**EXERCISE DIRECTIONS:** When responding, copy every record below exactly as it appears.

(Dataset excerpts)

----------------------------------------

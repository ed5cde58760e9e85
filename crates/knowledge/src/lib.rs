//! Loan knowledge base: corpus construction, retrieval, and answering.
//!
//! The corpus is one documentation text followed by one synthesized document
//! per dataset row. Questions are answered by ranking the corpus with a
//! retriever and handing the top documents to a responder.

pub mod analysis;
pub mod corpus;
pub mod loader;
pub mod rag;
pub mod respond;
pub mod retrieval;
pub mod statistics;
pub mod types;

#[cfg(test)]
mod tests;

// Re-export commonly used types
pub use analysis::{profile_dataset, ColumnKind, ColumnProfile, DatasetProfile, NumericSummary};
pub use corpus::{render_record, Corpus, LOAN_ID_FIELD};
pub use loader::{load_dataset, load_documentation, parse_dataset, Dataset, DatasetRow};
pub use rag::{RagSystem, DEFAULT_TOP_K};
pub use respond::{LlmResponder, Responder, ResponderKind, RuleResponder, RuleTable};
pub use retrieval::{
    create_retriever, KeywordRetriever, Retriever, RetrieverKind, TfIdfRetriever,
};
pub use types::{Answer, AnswerKind, AskResult, Document, DocumentSource, ScoredDocument};
//! Loan QA Core Library
//!
//! This crate provides the foundational utilities shared by every Loan QA crate:
//! - Error handling (`AppError`, `AppResult`)
//! - Logging infrastructure
//! - Configuration management

pub mod config;
pub mod error;
pub mod logging;

// Re-export commonly used types
pub use config::{AppConfig, GenerationErrorPolicy};
pub use error::{AppError, AppResult};
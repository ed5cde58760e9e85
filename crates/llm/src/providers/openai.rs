//! OpenAI-compatible chat-completion provider.
//!
//! Works against any service exposing `POST {base}/chat/completions` with
//! bearer authentication (OpenAI, Azure-style proxies, local gateways).

use crate::client::{LlmClient, LlmRequest, LlmResponse, LlmUsage};
use crate::types::{ClientSettings, DEFAULT_OPENAI_BASE};
use loanqa_core::{AppError, AppResult};
use serde::{Deserialize, Serialize};

/// Chat message in the wire format.
#[derive(Debug, Serialize)]
struct ChatMessage {
    role: &'static str,
    content: String,
}

/// Chat-completion request body.
#[derive(Debug, Serialize)]
struct ChatCompletionRequest {
    model: String,
    messages: Vec<ChatMessage>,
    #[serde(skip_serializing_if = "Option::is_none")]
    max_tokens: Option<u32>,
    #[serde(skip_serializing_if = "Option::is_none")]
    temperature: Option<f32>,
}

/// Chat-completion response body.
#[derive(Debug, Deserialize)]
struct ChatCompletionResponse {
    #[serde(default)]
    model: String,
    #[serde(default)]
    choices: Vec<ChatChoice>,
    #[serde(default)]
    usage: Option<WireUsage>,
}

#[derive(Debug, Deserialize)]
struct ChatChoice {
    message: ChoiceMessage,
    #[serde(default)]
    finish_reason: Option<String>,
}

#[derive(Debug, Deserialize)]
struct ChoiceMessage {
    #[serde(default)]
    content: Option<String>,
}

#[derive(Debug, Deserialize)]
struct WireUsage {
    #[serde(default)]
    prompt_tokens: u32,
    #[serde(default)]
    completion_tokens: u32,
}

/// OpenAI-compatible LLM client.
pub struct OpenAiClient {
    /// Base URL, without trailing slash
    base_url: String,

    /// Bearer credential
    api_key: String,

    /// HTTP client
    client: reqwest::Client,
}

impl OpenAiClient {
    /// Create a client from connection settings.
    ///
    /// Fails when no API key is configured or the HTTP client cannot be built.
    pub fn new(settings: &ClientSettings) -> AppResult<Self> {
        let api_key = settings
            .api_key
            .clone()
            .filter(|k| !k.is_empty())
            .ok_or_else(|| AppError::Llm("OpenAI provider requires API key".to_string()))?;

        let base_url = settings
            .endpoint
            .as_deref()
            .unwrap_or(DEFAULT_OPENAI_BASE)
            .trim_end_matches('/')
            .to_string();

        let mut builder = reqwest::Client::builder();
        if let Some(timeout) = settings.timeout {
            builder = builder.timeout(timeout);
        }
        let client = builder
            .build()
            .map_err(|e| AppError::Llm(format!("Failed to build HTTP client: {}", e)))?;

        Ok(Self {
            base_url,
            api_key,
            client,
        })
    }

    /// Convert LlmRequest to the chat-completion wire format.
    fn to_chat_request(&self, request: &LlmRequest) -> ChatCompletionRequest {
        let mut messages = Vec::with_capacity(2);
        if let Some(system) = &request.system {
            messages.push(ChatMessage {
                role: "system",
                content: system.clone(),
            });
        }
        messages.push(ChatMessage {
            role: "user",
            content: request.prompt.clone(),
        });

        ChatCompletionRequest {
            model: request.model.clone(),
            messages,
            max_tokens: request.max_tokens,
            temperature: request.temperature,
        }
    }

    /// Convert the wire response to LlmResponse.
    fn convert_response(
        &self,
        request: &LlmRequest,
        response: ChatCompletionResponse,
    ) -> AppResult<LlmResponse> {
        let usage = response
            .usage
            .map(|u| LlmUsage::new(u.prompt_tokens, u.completion_tokens))
            .unwrap_or_default();

        let choice = response
            .choices
            .into_iter()
            .next()
            .ok_or_else(|| AppError::Llm("Completion response contained no choices".to_string()))?;

        let content = choice
            .message
            .content
            .ok_or_else(|| AppError::Llm("Completion response contained no text".to_string()))?;

        let model = if response.model.is_empty() {
            request.model.clone()
        } else {
            response.model
        };

        Ok(LlmResponse {
            content,
            model,
            usage,
            finish_reason: choice.finish_reason,
        })
    }
}

#[async_trait::async_trait]
impl LlmClient for OpenAiClient {
    fn provider_name(&self) -> &str {
        "openai"
    }

    async fn complete(&self, request: &LlmRequest) -> AppResult<LlmResponse> {
        tracing::info!("Sending chat completion request (model: {})", request.model);
        tracing::debug!("Request: {:?}", request);

        let body = self.to_chat_request(request);
        let url = format!("{}/chat/completions", self.base_url);

        let response = self
            .client
            .post(&url)
            .bearer_auth(&self.api_key)
            .json(&body)
            .send()
            .await
            .map_err(|e| AppError::Llm(format!("Failed to send request to {}: {}", url, e)))?;

        if !response.status().is_success() {
            let status = response.status();
            let error_text = response
                .text()
                .await
                .unwrap_or_else(|_| "Unknown error".to_string());
            return Err(AppError::Llm(format!(
                "Completion API error ({}): {}",
                status, error_text
            )));
        }

        let parsed: ChatCompletionResponse = response
            .json()
            .await
            .map_err(|e| AppError::Llm(format!("Failed to parse completion response: {}", e)))?;

        let converted = self.convert_response(request, parsed)?;

        tracing::info!(
            "Received completion ({} prompt / {} completion tokens)",
            converted.usage.prompt_tokens,
            converted.usage.completion_tokens
        );

        Ok(converted)
    }
}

----------------------------------------

**RESULT BELOW:**
repository ed5cde58760e9e85
filename crates/knowledge/src/lib.rs
//! Loan knowledge base: corpus construction, retrieval, and answering.
//!
//! The corpus is one documentation text followed by one synthesized document
//! per dataset row. Questions are answered by ranking the corpus with a
//! retriever and handing the top documents to a responder.

pub mod analysis;
pub mod corpus;
pub mod loader;
pub mod rag;
pub mod respond;
pub mod retrieval;
pub mod statistics;
pub mod types;

#[cfg(test)]
mod tests;

// Re-export commonly used types
pub use analysis::{profile_dataset, ColumnKind, ColumnProfile, DatasetProfile, NumericSummary};
pub use corpus::{render_record, Corpus, LOAN_ID_FIELD};
pub use loader::{load_dataset, load_documentation, parse_dataset, Dataset, DatasetRow};
pub use rag::{RagSystem, DEFAULT_TOP_K};
pub use respond::{LlmResponder, Responder, ResponderKind, RuleResponder, RuleTable};
pub use retrieval::{
    create_retriever, KeywordRetriever, Retriever, RetrieverKind, TfIdfRetriever,
};
pub use types::{Answer, AnswerKind, AskResult, Document, DocumentSource, ScoredDocument};
//! Loan QA Core Library
//!
//! This crate provides the foundational utilities shared by every Loan QA crate:
//! - Error handling (`AppError`, `AppResult`)
//! - Logging infrastructure
//! - Configuration management

pub mod config;
pub mod error;
pub mod logging;

// Re-export commonly used types
pub use config::{AppConfig, GenerationErrorPolicy};
pub use error::{AppError, AppResult};
repository ed5cde58760e9e85
filename crates/llm/src/providers/openai.rs
//! OpenAI-compatible chat-completion provider.
//!
//! Works against any service exposing `POST {base}/chat/completions` with
//! bearer authentication (OpenAI, Azure-style proxies, local gateways).

use crate::client::{LlmClient, LlmRequest, LlmResponse, LlmUsage};
use crate::types::{ClientSettings, DEFAULT_OPENAI_BASE};
use loanqa_core::{AppError, AppResult};
use serde::{Deserialize, Serialize};

/// Chat message in the wire format.
#[derive(Debug, Serialize)]
struct ChatMessage {
    role: &'static str,
    content: String,
}

/// Chat-completion request body.
#[derive(Debug, Serialize)]
struct ChatCompletionRequest {
    model: String,
    messages: Vec<ChatMessage>,
    #[serde(skip_serializing_if = "Option::is_none")]
    max_tokens: Option<u32>,
    #[serde(skip_serializing_if = "Option::is_none")]
    temperature: Option<f32>,
}

/// Chat-completion response body.
#[derive(Debug, Deserialize)]
struct ChatCompletionResponse {
    #[serde(default)]
    model: String,
    #[serde(default)]
    choices: Vec<ChatChoice>,
    #[serde(default)]
    usage: Option<WireUsage>,
}

#[derive(Debug, Deserialize)]
struct ChatChoice {
    message: ChoiceMessage,
    #[serde(default)]
    finish_reason: Option<String>,
}

#[derive(Debug, Deserialize)]
struct ChoiceMessage {
    #[serde(default)]
    content: Option<String>,
}

#[derive(Debug, Deserialize)]
struct WireUsage {
    #[serde(default)]
    prompt_tokens: u32,
    #[serde(default)]
    completion_tokens: u32,
}

/// OpenAI-compatible LLM client.
pub struct OpenAiClient {
    /// Base URL, without trailing slash
    base_url: String,

    /// Bearer credential
    api_key: String,

    /// HTTP client
    client: reqwest::Client,
}

impl OpenAiClient {
    /// Create a client from connection settings.
    ///
    /// Fails when no API key is configured or the HTTP client cannot be built.
    pub fn new(settings: &ClientSettings) -> AppResult<Self> {
        let api_key = settings
            .api_key
            .clone()
            .filter(|k| !k.is_empty())
            .ok_or_else(|| AppError::Llm("OpenAI provider requires API key".to_string()))?;

        let base_url = settings
            .endpoint
            .as_deref()
            .unwrap_or(DEFAULT_OPENAI_BASE)
            .trim_end_matches('/')
            .to_string();

        let mut builder = reqwest::Client::builder();
        if let Some(timeout) = settings.timeout {
            builder = builder.timeout(timeout);
        }
        let client = builder
            .build()
            .map_err(|e| AppError::Llm(format!("Failed to build HTTP client: {}", e)))?;

        Ok(Self {
            base_url,
            api_key,
            client,
        })
    }

    /// Convert LlmRequest to the chat-completion wire format.
    fn to_chat_request(&self, request: &LlmRequest) -> ChatCompletionRequest {
        let mut messages = Vec::with_capacity(2);
        if let Some(system) = &request.system {
            messages.push(ChatMessage {
                role: "system",
                content: system.clone(),
            });
        }
        messages.push(ChatMessage {
            role: "user",
            content: request.prompt.clone(),
        });

        ChatCompletionRequest {
            model: request.model.clone(),
            messages,
            max_tokens: request.max_tokens,
            temperature: request.temperature,
        }
    }

    /// Convert the wire response to LlmResponse.
    fn convert_response(
        &self,
        request: &LlmRequest,
        response: ChatCompletionResponse,
    ) -> AppResult<LlmResponse> {
        let usage = response
            .usage
            .map(|u| LlmUsage::new(u.prompt_tokens, u.completion_tokens))
            .unwrap_or_default();

        let choice = response
            .choices
            .into_iter()
            .next()
            .ok_or_else(|| AppError::Llm("Completion response contained no choices".to_string()))?;

        let content = choice
            .message
            .content
            .ok_or_else(|| AppError::Llm("Completion response contained no text".to_string()))?;

        let model = if response.model.is_empty() {
            request.model.clone()
        } else {
            response.model
        };

        Ok(LlmResponse {
            content,
            model,
            usage,
            finish_reason: choice.finish_reason,
        })
    }
}

#[async_trait::async_trait]
impl LlmClient for OpenAiClient {
    fn provider_name(&self) -> &str {
        "openai"
    }

    async fn complete(&self, request: &LlmRequest) -> AppResult<LlmResponse> {
        tracing::info!("Sending chat completion request (model: {})", request.model);
        tracing::debug!("Request: {:?}", request);

        let body = self.to_chat_request(request);
        let url = format!("{}/chat/completions", self.base_url);

        let response = self
            .client
            .post(&url)
            .bearer_auth(&self.api_key)
            .json(&body)
            .send()
            .await
            .map_err(|e| AppError::Llm(format!("Failed to send request to {}: {}", url, e)))?;

        if !response.status().is_success() {
            let status = response.status();
            let error_text = response
                .text()
                .await
                .unwrap_or_else(|_| "Unknown error".to_string());
            return Err(AppError::Llm(format!(
                "Completion API error ({}): {}",
                status, error_text
            )));
        }

        let parsed: ChatCompletionResponse = response
            .json()
            .await
            .map_err(|e| AppError::Llm(format!("Failed to parse completion response: {}", e)))?;

        let converted = self.convert_response(request, parsed)?;

        tracing::info!(
            "Received completion ({} prompt / {} completion tokens)",
            converted.usage.prompt_tokens,
            converted.usage.completion_tokens
        );

        Ok(converted)
    }
}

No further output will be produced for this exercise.